• Goal of the exercise
Filter the lines below, copying only those with the string "Output".

═════ Data for this task ═════

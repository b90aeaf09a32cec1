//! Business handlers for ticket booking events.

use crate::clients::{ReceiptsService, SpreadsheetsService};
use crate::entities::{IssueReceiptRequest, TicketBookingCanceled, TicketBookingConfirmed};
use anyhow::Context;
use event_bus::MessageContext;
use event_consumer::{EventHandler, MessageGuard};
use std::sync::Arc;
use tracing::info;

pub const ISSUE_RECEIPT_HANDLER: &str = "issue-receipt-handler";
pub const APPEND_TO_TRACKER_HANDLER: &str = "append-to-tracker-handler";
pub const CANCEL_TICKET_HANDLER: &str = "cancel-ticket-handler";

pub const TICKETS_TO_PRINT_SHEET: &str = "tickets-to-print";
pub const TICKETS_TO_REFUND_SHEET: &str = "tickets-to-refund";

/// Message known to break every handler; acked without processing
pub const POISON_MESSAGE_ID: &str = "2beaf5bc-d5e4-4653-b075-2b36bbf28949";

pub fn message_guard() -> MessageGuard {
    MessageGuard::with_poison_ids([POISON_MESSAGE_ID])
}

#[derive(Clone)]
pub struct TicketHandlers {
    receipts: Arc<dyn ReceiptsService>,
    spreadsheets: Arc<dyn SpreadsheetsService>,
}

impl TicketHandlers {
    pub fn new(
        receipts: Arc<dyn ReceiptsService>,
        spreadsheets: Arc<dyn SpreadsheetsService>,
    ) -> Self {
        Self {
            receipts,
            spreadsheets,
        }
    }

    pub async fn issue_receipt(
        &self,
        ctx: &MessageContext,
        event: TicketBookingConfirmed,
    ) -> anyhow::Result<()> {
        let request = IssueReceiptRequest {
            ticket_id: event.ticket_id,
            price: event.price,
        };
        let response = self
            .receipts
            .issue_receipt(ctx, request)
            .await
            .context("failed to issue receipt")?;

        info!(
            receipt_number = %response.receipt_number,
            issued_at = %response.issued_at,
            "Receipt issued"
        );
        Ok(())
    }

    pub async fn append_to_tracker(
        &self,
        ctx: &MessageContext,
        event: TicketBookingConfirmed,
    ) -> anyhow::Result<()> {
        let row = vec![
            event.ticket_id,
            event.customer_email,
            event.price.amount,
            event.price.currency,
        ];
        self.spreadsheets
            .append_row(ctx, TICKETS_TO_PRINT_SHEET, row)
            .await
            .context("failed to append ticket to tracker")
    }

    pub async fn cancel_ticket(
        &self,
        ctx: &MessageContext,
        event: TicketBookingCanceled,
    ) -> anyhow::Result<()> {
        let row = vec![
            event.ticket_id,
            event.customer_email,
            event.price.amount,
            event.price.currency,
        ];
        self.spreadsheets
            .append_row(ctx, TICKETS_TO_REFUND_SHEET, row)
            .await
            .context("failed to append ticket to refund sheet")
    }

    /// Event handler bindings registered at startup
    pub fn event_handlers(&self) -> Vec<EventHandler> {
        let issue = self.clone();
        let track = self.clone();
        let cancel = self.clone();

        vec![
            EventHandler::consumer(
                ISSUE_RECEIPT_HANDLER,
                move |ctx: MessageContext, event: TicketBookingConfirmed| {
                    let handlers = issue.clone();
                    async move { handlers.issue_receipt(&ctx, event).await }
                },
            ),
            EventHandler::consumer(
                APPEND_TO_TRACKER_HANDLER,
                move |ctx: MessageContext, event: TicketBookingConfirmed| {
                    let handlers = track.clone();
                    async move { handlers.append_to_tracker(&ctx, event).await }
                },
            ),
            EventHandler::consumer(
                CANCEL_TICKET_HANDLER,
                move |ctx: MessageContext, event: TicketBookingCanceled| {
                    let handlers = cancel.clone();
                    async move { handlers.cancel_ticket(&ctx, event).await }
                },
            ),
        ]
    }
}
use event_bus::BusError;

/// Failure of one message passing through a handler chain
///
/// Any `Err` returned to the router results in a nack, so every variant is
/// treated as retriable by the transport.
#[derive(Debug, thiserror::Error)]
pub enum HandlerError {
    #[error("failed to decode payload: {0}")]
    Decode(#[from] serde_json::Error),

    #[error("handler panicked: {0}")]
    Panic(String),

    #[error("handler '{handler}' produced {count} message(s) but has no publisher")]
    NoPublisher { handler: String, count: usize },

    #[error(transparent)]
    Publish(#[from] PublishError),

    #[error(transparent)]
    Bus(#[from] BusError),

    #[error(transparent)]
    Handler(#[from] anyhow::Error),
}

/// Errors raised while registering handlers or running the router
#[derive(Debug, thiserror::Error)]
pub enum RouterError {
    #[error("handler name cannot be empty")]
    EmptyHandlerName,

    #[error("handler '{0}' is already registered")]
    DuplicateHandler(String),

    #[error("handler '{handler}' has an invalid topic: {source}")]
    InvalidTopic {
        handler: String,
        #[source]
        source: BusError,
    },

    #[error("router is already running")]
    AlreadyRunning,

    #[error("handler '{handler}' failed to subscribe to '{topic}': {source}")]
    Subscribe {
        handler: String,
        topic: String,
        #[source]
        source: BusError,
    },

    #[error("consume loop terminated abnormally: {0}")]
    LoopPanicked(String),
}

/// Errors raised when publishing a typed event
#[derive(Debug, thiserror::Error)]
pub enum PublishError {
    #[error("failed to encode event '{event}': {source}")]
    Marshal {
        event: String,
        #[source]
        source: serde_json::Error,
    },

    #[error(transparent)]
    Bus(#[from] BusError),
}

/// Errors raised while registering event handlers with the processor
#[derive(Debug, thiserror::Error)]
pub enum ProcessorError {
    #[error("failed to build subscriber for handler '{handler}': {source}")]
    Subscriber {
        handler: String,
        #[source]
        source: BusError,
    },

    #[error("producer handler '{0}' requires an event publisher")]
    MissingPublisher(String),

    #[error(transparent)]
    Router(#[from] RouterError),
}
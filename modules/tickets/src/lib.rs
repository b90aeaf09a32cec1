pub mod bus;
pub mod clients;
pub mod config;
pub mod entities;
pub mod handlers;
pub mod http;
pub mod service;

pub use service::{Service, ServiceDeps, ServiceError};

═════
═════ Data for this task ═════

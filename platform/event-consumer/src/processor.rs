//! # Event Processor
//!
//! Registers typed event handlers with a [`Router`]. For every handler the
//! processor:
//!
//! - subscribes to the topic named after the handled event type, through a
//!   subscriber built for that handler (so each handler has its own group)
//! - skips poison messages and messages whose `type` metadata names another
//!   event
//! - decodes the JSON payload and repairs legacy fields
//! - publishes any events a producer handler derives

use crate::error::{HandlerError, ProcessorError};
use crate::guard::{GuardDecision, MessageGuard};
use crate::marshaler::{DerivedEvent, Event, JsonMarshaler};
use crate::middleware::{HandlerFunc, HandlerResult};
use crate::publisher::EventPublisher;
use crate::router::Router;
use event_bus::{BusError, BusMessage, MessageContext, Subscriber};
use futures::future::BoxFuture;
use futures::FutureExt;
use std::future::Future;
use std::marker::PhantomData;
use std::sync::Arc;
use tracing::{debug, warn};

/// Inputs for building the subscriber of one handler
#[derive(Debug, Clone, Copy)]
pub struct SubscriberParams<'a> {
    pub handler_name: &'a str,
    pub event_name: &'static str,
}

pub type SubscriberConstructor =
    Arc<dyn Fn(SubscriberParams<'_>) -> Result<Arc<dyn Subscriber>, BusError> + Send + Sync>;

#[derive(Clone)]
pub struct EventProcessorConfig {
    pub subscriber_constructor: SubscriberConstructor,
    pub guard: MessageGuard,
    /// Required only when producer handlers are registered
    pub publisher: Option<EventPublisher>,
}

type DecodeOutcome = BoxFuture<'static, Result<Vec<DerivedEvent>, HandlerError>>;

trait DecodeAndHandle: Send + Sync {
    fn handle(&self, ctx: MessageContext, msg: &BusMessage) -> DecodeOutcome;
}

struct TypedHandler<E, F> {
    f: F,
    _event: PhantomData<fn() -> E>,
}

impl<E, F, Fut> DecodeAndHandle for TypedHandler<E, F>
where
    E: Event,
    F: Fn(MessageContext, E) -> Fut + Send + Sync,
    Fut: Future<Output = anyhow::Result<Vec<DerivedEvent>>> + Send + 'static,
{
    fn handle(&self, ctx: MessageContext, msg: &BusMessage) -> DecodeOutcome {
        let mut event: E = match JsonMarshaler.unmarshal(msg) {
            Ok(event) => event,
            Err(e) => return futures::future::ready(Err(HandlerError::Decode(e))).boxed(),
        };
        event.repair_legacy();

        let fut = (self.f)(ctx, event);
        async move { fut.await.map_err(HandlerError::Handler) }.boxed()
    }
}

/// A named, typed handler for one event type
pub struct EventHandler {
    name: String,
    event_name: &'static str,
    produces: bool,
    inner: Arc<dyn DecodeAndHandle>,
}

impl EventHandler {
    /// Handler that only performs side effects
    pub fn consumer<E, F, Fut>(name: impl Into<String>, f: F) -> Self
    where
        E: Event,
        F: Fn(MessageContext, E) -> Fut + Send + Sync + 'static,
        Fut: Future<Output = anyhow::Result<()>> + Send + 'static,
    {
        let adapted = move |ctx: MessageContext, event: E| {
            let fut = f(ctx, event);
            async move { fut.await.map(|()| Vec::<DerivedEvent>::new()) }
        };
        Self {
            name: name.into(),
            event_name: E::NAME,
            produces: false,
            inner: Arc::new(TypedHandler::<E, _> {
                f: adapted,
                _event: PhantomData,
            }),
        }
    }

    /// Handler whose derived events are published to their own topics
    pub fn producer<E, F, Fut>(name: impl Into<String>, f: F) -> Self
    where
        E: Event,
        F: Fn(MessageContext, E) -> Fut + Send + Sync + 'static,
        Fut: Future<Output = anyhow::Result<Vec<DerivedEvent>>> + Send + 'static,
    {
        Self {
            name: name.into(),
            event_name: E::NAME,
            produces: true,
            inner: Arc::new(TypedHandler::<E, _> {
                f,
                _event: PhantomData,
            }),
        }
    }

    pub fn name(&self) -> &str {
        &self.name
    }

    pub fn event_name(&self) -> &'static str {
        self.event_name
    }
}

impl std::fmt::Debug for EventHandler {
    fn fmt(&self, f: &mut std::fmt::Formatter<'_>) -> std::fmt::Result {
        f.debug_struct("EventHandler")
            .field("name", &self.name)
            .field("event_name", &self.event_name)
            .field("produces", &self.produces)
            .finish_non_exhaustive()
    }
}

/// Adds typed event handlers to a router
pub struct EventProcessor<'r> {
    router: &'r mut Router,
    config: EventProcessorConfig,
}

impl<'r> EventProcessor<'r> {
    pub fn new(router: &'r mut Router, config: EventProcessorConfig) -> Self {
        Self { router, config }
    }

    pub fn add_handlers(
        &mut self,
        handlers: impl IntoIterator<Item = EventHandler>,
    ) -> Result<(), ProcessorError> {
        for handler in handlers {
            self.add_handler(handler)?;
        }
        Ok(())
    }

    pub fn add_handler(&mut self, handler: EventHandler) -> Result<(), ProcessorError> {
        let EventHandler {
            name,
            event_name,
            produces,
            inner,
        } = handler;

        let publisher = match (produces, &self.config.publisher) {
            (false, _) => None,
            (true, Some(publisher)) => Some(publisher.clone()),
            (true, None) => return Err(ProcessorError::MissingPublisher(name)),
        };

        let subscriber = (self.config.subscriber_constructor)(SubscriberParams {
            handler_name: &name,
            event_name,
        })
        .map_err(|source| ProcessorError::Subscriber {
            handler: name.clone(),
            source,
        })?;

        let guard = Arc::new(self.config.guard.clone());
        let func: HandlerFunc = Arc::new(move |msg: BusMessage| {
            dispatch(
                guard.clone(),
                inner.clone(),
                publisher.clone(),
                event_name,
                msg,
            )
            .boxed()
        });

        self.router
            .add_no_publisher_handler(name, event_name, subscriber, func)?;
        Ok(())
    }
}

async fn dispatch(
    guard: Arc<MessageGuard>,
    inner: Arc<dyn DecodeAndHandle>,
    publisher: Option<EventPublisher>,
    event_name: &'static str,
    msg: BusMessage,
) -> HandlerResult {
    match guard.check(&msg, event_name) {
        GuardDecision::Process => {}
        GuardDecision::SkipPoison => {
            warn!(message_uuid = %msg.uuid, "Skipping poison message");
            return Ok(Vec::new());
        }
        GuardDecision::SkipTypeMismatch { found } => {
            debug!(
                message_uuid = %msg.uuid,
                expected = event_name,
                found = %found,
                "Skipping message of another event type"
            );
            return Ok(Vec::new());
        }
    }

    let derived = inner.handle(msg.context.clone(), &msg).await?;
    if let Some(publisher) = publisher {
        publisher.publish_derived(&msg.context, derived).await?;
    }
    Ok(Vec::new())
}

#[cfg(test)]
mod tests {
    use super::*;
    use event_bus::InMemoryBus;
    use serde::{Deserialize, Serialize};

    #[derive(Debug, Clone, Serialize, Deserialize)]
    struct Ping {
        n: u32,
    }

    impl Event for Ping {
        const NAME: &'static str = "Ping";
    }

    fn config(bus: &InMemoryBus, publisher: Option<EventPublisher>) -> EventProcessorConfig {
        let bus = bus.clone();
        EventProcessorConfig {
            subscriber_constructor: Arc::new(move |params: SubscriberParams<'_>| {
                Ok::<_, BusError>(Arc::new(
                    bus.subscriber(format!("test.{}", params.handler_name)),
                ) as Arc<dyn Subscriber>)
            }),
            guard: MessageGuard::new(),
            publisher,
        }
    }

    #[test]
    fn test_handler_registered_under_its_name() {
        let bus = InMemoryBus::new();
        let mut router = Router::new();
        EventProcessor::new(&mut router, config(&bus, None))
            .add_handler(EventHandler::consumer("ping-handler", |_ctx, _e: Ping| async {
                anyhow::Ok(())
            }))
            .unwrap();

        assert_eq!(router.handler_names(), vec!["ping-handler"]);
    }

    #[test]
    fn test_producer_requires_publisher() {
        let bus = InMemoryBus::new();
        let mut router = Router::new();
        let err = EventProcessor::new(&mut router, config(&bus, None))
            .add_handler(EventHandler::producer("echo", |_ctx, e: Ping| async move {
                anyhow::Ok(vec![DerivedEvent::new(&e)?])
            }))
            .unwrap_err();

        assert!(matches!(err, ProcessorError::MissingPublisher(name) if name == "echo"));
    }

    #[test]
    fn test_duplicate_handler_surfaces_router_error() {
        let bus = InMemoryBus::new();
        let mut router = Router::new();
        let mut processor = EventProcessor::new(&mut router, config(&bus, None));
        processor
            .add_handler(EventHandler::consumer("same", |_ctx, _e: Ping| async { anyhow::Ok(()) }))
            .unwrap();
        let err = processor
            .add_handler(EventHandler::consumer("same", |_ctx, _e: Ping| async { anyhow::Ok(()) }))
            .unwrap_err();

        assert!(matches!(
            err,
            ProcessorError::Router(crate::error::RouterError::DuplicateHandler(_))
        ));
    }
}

═════
═════ Data for this task ═════

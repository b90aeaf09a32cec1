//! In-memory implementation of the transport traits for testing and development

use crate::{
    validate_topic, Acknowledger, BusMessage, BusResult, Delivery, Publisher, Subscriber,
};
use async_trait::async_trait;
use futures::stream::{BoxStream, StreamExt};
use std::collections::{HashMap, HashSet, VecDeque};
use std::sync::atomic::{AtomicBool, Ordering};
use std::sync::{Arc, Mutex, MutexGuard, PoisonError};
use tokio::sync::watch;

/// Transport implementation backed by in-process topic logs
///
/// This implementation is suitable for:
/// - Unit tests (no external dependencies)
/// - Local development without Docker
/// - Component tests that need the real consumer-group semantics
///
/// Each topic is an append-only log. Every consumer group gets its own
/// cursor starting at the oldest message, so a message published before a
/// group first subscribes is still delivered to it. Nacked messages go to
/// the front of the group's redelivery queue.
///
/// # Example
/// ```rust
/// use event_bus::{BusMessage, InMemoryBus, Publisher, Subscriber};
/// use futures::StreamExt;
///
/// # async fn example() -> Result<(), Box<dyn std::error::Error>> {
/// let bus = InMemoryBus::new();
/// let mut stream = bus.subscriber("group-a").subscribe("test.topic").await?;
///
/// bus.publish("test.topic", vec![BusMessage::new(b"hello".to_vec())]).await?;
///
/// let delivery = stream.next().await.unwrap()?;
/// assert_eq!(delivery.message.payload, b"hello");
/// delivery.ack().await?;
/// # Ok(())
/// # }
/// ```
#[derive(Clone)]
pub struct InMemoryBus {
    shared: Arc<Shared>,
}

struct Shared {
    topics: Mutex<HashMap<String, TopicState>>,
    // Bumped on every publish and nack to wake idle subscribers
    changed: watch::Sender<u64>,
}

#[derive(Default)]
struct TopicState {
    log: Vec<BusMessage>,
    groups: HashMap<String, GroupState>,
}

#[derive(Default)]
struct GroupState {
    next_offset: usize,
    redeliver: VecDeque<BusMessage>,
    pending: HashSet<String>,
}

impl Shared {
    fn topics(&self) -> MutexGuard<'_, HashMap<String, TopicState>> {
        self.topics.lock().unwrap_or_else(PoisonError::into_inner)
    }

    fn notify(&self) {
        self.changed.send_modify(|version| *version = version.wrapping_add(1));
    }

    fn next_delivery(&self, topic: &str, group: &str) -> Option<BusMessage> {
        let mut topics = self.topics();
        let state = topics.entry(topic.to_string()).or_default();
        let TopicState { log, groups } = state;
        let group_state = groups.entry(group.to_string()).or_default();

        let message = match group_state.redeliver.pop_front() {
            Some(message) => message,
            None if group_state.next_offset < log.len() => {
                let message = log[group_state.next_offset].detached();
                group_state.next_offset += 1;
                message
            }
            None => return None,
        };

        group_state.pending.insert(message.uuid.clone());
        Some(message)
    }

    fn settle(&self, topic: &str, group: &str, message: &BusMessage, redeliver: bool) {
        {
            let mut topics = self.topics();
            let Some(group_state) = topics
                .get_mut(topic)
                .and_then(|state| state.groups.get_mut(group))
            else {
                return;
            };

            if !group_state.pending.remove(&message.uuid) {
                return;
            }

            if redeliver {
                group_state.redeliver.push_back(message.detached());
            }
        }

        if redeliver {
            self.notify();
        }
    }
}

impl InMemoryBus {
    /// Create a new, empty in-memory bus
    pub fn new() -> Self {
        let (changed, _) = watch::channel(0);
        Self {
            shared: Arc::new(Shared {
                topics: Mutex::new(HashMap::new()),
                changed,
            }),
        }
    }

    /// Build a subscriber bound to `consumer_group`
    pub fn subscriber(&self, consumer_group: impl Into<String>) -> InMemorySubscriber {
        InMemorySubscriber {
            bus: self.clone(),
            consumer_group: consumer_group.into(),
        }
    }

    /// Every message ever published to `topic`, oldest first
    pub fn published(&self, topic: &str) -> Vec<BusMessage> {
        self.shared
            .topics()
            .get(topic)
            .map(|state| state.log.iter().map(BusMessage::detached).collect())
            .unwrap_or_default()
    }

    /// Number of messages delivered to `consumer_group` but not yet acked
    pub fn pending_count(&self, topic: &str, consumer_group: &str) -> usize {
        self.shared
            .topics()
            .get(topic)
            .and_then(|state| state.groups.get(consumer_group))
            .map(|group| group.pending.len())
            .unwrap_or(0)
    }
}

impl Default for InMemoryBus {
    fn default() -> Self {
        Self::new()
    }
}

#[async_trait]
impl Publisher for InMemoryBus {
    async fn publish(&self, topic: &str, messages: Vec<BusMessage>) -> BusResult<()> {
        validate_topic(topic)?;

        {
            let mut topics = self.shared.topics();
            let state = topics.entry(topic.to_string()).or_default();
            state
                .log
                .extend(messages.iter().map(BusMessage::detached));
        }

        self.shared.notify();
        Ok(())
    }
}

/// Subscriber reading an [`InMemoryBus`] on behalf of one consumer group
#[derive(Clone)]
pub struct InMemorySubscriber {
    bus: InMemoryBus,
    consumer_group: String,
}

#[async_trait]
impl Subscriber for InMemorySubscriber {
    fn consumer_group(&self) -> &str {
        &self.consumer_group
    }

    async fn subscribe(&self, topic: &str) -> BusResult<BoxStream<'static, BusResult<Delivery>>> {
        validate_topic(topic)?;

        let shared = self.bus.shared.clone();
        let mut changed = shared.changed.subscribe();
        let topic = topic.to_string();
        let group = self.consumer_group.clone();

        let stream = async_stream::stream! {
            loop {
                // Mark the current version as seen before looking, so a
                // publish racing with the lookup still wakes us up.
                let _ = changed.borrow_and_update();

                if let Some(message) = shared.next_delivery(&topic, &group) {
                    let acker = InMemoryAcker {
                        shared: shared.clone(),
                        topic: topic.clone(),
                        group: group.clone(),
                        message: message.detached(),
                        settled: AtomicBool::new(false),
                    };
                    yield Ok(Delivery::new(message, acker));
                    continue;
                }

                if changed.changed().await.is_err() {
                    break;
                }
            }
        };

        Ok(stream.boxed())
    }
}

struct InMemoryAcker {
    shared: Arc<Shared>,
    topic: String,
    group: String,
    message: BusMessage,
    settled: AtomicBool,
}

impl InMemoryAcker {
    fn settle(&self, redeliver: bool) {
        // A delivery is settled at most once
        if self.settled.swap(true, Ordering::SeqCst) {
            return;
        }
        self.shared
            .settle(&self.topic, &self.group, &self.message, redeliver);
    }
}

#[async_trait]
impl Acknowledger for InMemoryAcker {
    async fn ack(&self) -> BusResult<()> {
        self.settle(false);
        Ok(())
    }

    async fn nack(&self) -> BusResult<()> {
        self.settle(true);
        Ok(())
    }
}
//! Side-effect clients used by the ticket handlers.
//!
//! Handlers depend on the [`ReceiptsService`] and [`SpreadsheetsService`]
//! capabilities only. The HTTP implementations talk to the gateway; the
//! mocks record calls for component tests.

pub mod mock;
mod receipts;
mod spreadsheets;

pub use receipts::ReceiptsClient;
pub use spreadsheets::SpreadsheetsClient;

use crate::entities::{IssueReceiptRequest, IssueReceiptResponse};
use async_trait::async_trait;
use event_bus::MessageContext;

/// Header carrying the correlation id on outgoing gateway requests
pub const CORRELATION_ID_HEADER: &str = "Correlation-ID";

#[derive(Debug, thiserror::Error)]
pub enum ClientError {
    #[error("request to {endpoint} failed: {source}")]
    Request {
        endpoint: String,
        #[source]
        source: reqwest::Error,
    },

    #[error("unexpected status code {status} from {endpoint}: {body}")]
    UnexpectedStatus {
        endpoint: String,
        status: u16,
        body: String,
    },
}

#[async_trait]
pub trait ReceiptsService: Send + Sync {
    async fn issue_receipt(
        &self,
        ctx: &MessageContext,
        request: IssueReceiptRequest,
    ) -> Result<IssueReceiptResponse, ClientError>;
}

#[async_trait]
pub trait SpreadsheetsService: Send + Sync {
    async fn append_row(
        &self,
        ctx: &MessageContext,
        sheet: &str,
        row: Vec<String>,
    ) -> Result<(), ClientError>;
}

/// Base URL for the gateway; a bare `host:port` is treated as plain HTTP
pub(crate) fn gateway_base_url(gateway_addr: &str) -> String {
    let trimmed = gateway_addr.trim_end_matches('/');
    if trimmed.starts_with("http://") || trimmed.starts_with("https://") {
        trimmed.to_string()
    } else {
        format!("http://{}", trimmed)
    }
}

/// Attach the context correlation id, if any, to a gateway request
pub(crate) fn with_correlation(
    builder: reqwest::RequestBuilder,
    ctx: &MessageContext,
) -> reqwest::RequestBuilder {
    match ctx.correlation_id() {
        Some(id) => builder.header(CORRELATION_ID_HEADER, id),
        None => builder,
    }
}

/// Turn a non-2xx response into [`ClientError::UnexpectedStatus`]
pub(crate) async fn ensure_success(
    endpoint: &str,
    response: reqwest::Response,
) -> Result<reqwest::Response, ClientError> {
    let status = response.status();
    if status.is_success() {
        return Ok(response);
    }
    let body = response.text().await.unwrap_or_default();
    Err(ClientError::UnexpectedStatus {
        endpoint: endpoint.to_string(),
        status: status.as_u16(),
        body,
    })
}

═════

• Solution for this problem
    Fut: Future<Output = anyhow::Result<Vec<DerivedEvent>>> + Send + 'static,
        Fut: Future<Output = anyhow::Result<()>> + Send + 'static,
        Fut: Future<Output = anyhow::Result<Vec<DerivedEvent>>> + Send + 'static,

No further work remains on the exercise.